Exercise description. Copy out all the lines of the data that hold the word "PartialEq".

BEGIN Input

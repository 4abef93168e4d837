use crate::config::Config;
use crate::error::{DailyFlowError, Result};
use crate::tool::command::ToolCommand;
use crate::ui::GracefulShutdown;
use std::time::{Duration, Instant};

const STDERR_TAIL_LINES: usize = 20;

#[derive(Debug, Clone)]
pub struct ToolOutput {
    pub stdout: String,
    pub stderr: String,
    pub duration: Duration,
}

/// Runs tool invocations as child processes with a per-invocation time limit.
#[derive(Debug, Clone)]
pub struct ToolRunner {
    timeout: Duration,
}

impl ToolRunner {
    pub fn new() -> Self {
        Self {
            timeout: Duration::from_secs(3600),
        }
    }

    pub fn with_timeout(mut self, timeout: Duration) -> Self {
        self.timeout = timeout;
        self
    }

    pub async fn run(&self, command: &ToolCommand) -> Result<ToolOutput> {
        let started = Instant::now();
        log::debug!("Running {} (cwd {})", command, command.cwd.display());

        let child = command
            .to_command()
            .spawn()
            .map_err(|source| DailyFlowError::ToolSpawn {
                command: command.to_string(),
                source,
            })?;

        // Dropping the pending future drops the child, which kills it.
        let output = match tokio::time::timeout(self.timeout, child.wait_with_output()).await {
            Ok(output) => output?,
            Err(_) => {
                return Err(DailyFlowError::Timeout {
                    command: command.to_string(),
                    seconds: self.timeout.as_secs(),
                })
            }
        };

        let stdout = String::from_utf8_lossy(&output.stdout).into_owned();
        let stderr = String::from_utf8_lossy(&output.stderr).into_owned();

        if !output.status.success() {
            return Err(DailyFlowError::ToolFailed {
                command: command.to_string(),
                code: output.status.code(),
                stderr: tail_lines(&stderr, STDERR_TAIL_LINES),
            });
        }

        Ok(ToolOutput {
            stdout,
            stderr,
            duration: started.elapsed(),
        })
    }
}

impl Default for ToolRunner {
    fn default() -> Self {
        Self::new()
    }
}

/// Bounded retries with a fixed pause between attempts.
#[derive(Debug, Clone, Copy, PartialEq, Eq)]
pub struct RetryPolicy {
    pub retries: u32,
    pub delay: Duration,
}

impl RetryPolicy {
    pub fn new(retries: u32, delay: Duration) -> Self {
        Self { retries, delay }
    }

    pub fn from_config(config: &Config) -> Self {
        Self::new(config.retry.retries, config.retry_delay_duration())
    }

    pub fn max_attempts(&self) -> u32 {
        self.retries.saturating_add(1)
    }
}

impl Default for RetryPolicy {
    fn default() -> Self {
        Self::new(2, Duration::from_secs(300))
    }
}

#[derive(Debug, Clone)]
pub struct AttemptReport {
    pub attempts: u32,
    pub output: ToolOutput,
}

/// Runs `command` until it succeeds or the policy is exhausted.
///
/// Cancellation is never retried; the last failure is returned as-is.
pub async fn run_with_retry(
    runner: &ToolRunner,
    command: &ToolCommand,
    policy: RetryPolicy,
    shutdown: &GracefulShutdown,
) -> Result<AttemptReport> {
    let mut attempt = 0;
    loop {
        attempt += 1;
        shutdown.check_shutdown()?;

        match runner.run(command).await {
            Ok(output) => {
                return Ok(AttemptReport {
                    attempts: attempt,
                    output,
                })
            }
            Err(e) if attempt < policy.max_attempts() => {
                log::warn!(
                    "Attempt {}/{} of {} failed: {}; retrying in {}s",
                    attempt,
                    policy.max_attempts(),
                    command,
                    e,
                    policy.delay.as_secs()
                );
                interruptible_sleep(policy.delay, shutdown).await?;
            }
            Err(e) => return Err(e),
        }
    }
}

async fn interruptible_sleep(duration: Duration, shutdown: &GracefulShutdown) -> Result<()> {
    const SLICE: Duration = Duration::from_millis(250);

    let deadline = Instant::now() + duration;
    loop {
        shutdown.check_shutdown()?;
        let now = Instant::now();
        if now >= deadline {
            return Ok(());
        }
        tokio::time::sleep((deadline - now).min(SLICE)).await;
    }
}

fn tail_lines(text: &str, count: usize) -> String {
    let lines: Vec<&str> = text.trim_end().lines().collect();
    let start = lines.len().saturating_sub(count);
    lines[start..].join("\n")
}

#[cfg(test)]
mod tests {
    use super::*;

    #[test]
    fn test_tail_lines() {
        let text = (1..=30).map(|i| i.to_string()).collect::<Vec<_>>().join("\n");
        let tail = tail_lines(&text, 3);
        assert_eq!(tail, "28\n29\n30");
        assert_eq!(tail_lines("", 3), "");
        assert_eq!(tail_lines("one\n", 3), "one");
    }

    #[test]
    fn test_retry_policy() {
        let policy = RetryPolicy::default();
        assert_eq!(policy.max_attempts(), 3);
        assert_eq!(policy.delay, Duration::from_secs(300));
        assert_eq!(RetryPolicy::new(u32::MAX, Duration::ZERO).max_attempts(), u32::MAX);
    }

    #[test]
    fn test_timeout_configuration() {
        let timeout = Duration::from_secs(600);
        let runner = ToolRunner::new().with_timeout(timeout);
        assert_eq!(runner.timeout, timeout);
    }

    #[tokio::test]
    async fn test_missing_program_is_a_spawn_error() {
        let runner = ToolRunner::new();
        let cmd = ToolCommand::new("dailyflow-no-such-program-xyz", ".");
        let err = runner.run(&cmd).await.unwrap_err();
        assert!(matches!(err, DailyFlowError::ToolSpawn { .. }));
    }

    #[cfg(unix)]
    #[tokio::test]
    async fn test_success_captures_output() {
        let runner = ToolRunner::new();
        let cmd = ToolCommand::new("sh", ".").args(["-c", "echo hello; echo warn >&2"]);
        let output = runner.run(&cmd).await.unwrap();
        assert_eq!(output.stdout.trim(), "hello");
        assert_eq!(output.stderr.trim(), "warn");
    }

    #[cfg(unix)]
    #[tokio::test]
    async fn test_non_zero_exit() {
        let runner = ToolRunner::new();
        let cmd = ToolCommand::new("sh", ".").args(["-c", "echo boom >&2; exit 3"]);
        match runner.run(&cmd).await.unwrap_err() {
            DailyFlowError::ToolFailed { code, stderr, .. } => {
                assert_eq!(code, Some(3));
                assert_eq!(stderr, "boom");
            }
            other => panic!("unexpected error: {other:?}"),
        }
    }

    #[cfg(unix)]
    #[tokio::test]
    async fn test_timeout_kills_the_child() {
        let runner = ToolRunner::new().with_timeout(Duration::from_millis(100));
        let cmd = ToolCommand::new("sleep", ".").arg("5");
        let started = Instant::now();
        let err = runner.run(&cmd).await.unwrap_err();
        assert!(matches!(err, DailyFlowError::Timeout { .. }));
        assert!(started.elapsed() < Duration::from_secs(5));
    }

    #[cfg(unix)]
    #[tokio::test]
    async fn test_retries_until_exhausted() {
        let temp_dir = tempfile::TempDir::new().unwrap();
        let counter = temp_dir.path().join("attempts");
        let script = format!("echo x >> '{}'; exit 1", counter.display());
        let cmd = ToolCommand::new("sh", temp_dir.path()).args(["-c", script.as_str()]);

        let policy = RetryPolicy::new(2, Duration::ZERO);
        let shutdown = GracefulShutdown::new_for_test();
        let err = run_with_retry(&ToolRunner::new(), &cmd, policy, &shutdown)
            .await
            .unwrap_err();

        assert!(matches!(err, DailyFlowError::ToolFailed { .. }));
        let attempts = std::fs::read_to_string(&counter).unwrap();
        assert_eq!(attempts.lines().count(), 3);
    }

    #[cfg(unix)]
    #[tokio::test]
    async fn test_retry_recovers_on_later_attempt() {
        let temp_dir = tempfile::TempDir::new().unwrap();
        let marker = temp_dir.path().join("seen");
        // Fails the first time, succeeds once the marker exists.
        let script = format!(
            "if [ -e '{0}' ]; then exit 0; else touch '{0}'; exit 1; fi",
            marker.display()
        );
        let cmd = ToolCommand::new("sh", temp_dir.path()).args(["-c", script.as_str()]);

        let report = run_with_retry(
            &ToolRunner::new(),
            &cmd,
            RetryPolicy::new(2, Duration::ZERO),
            &GracefulShutdown::new_for_test(),
        )
        .await
        .unwrap();
        assert_eq!(report.attempts, 2);
    }

    #[cfg(unix)]
    #[tokio::test]
    async fn test_cancelled_before_start() {
        let shutdown = GracefulShutdown::new_for_test();
        shutdown.request_shutdown();
        let cmd = ToolCommand::new("true", ".");
        let err = run_with_retry(&ToolRunner::new(), &cmd, RetryPolicy::default(), &shutdown)
            .await
            .unwrap_err();
        assert!(matches!(err, DailyFlowError::Cancelled));
    }
}
use crate::config::{Config, ToolConfig};
use crate::error::Result;
use crate::run_date::RunDate;
use crate::scanner::Source;
use serde::{Deserialize, Serialize};
use std::fmt;
use std::path::{Path, PathBuf};
use std::process::Stdio;

/// One invocation of the external ETL tool.
///
/// Arguments are handed to the process as-is, never through a shell, so
/// source names and dates with spaces or quotes stay single arguments.
#[derive(Debug, Clone, PartialEq, Eq, Serialize, Deserialize)]
pub struct ToolCommand {
    pub program: String,
    pub args: Vec<String>,
    pub cwd: PathBuf,
}

impl ToolCommand {
    pub fn new<S: Into<String>, P: Into<PathBuf>>(program: S, cwd: P) -> Self {
        Self {
            program: program.into(),
            args: Vec::new(),
            cwd: cwd.into(),
        }
    }

    pub fn arg<S: Into<String>>(mut self, arg: S) -> Self {
        self.args.push(arg.into());
        self
    }

    pub fn args<I, S>(mut self, args: I) -> Self
    where
        I: IntoIterator<Item = S>,
        S: Into<String>,
    {
        self.args.extend(args.into_iter().map(Into::into));
        self
    }

    pub fn to_command(&self) -> tokio::process::Command {
        let mut cmd = tokio::process::Command::new(&self.program);
        cmd.args(&self.args)
            .current_dir(&self.cwd)
            .stdin(Stdio::null())
            .stdout(Stdio::piped())
            .stderr(Stdio::piped())
            .kill_on_drop(true);
        cmd
    }
}

impl fmt::Display for ToolCommand {
    /// Shell-quoted preview, for logs and dry runs only.
    fn fmt(&self, f: &mut fmt::Formatter<'_>) -> fmt::Result {
        write!(f, "{}", shell_quote(&self.program))?;
        for arg in &self.args {
            write!(f, " {}", shell_quote(arg))?;
        }
        Ok(())
    }
}

fn shell_quote(value: &str) -> String {
    let plain = !value.is_empty()
        && value
            .chars()
            .all(|c| c.is_ascii_alphanumeric() || "-_./=:,+@%".contains(c));
    if plain {
        value.to_string()
    } else {
        format!("'{}'", value.replace('\'', r"'\''"))
    }
}

/// Builds the four kinds of tool invocation a run needs.
pub struct CommandFactory {
    tool: ToolConfig,
    data_dir: String,
    manifest_file: String,
    project_path: PathBuf,
}

impl CommandFactory {
    pub fn new(config: &Config) -> Result<Self> {
        Ok(Self {
            tool: config.tool.clone(),
            data_dir: config.paths.data_dir.clone(),
            manifest_file: config.paths.manifest_file.clone(),
            project_path: config.project_path()?,
        })
    }

    pub fn project_path(&self) -> &Path {
        &self.project_path
    }

    /// Where a source's output lands, relative to the tool project directory.
    pub fn destination(&self, source: &Source, date: &RunDate) -> String {
        format!("../{}/{}/{}", self.data_dir, source.id(), date)
    }

    pub fn configure_destination(&self, source: &Source, date: &RunDate) -> ToolCommand {
        self.base()
            .arg("config")
            .arg(format!("{}{}", self.tool.target_prefix, source.entity()))
            .arg("set")
            .arg(&self.tool.destination_key)
            .arg(self.destination(source, date))
    }

    pub fn extract_load(&self, source: &Source) -> ToolCommand {
        self.base()
            .arg("run")
            .arg(format!("{}{}", self.tool.tap_prefix, source.entity()))
            .arg(format!("{}{}", self.tool.target_prefix, source.entity()))
    }

    pub fn configure_manifest(&self) -> ToolCommand {
        self.base()
            .arg("config")
            .arg(&self.tool.consolidation_tap)
            .arg("set")
            .arg(&self.tool.manifest_key)
            .arg(&self.manifest_file)
    }

    pub fn consolidate(&self) -> ToolCommand {
        self.base()
            .arg("run")
            .arg(&self.tool.consolidation_tap)
            .arg(&self.tool.consolidation_target)
    }

    fn base(&self) -> ToolCommand {
        ToolCommand::new(&self.tool.program, &self.project_path).args(self.tool.extra_args.clone())
    }
}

END Input

Solution to this task.
#[derive(Debug, Clone, Copy, PartialEq, Eq)]
#[derive(Debug, Clone, PartialEq, Eq, Serialize, Deserialize)]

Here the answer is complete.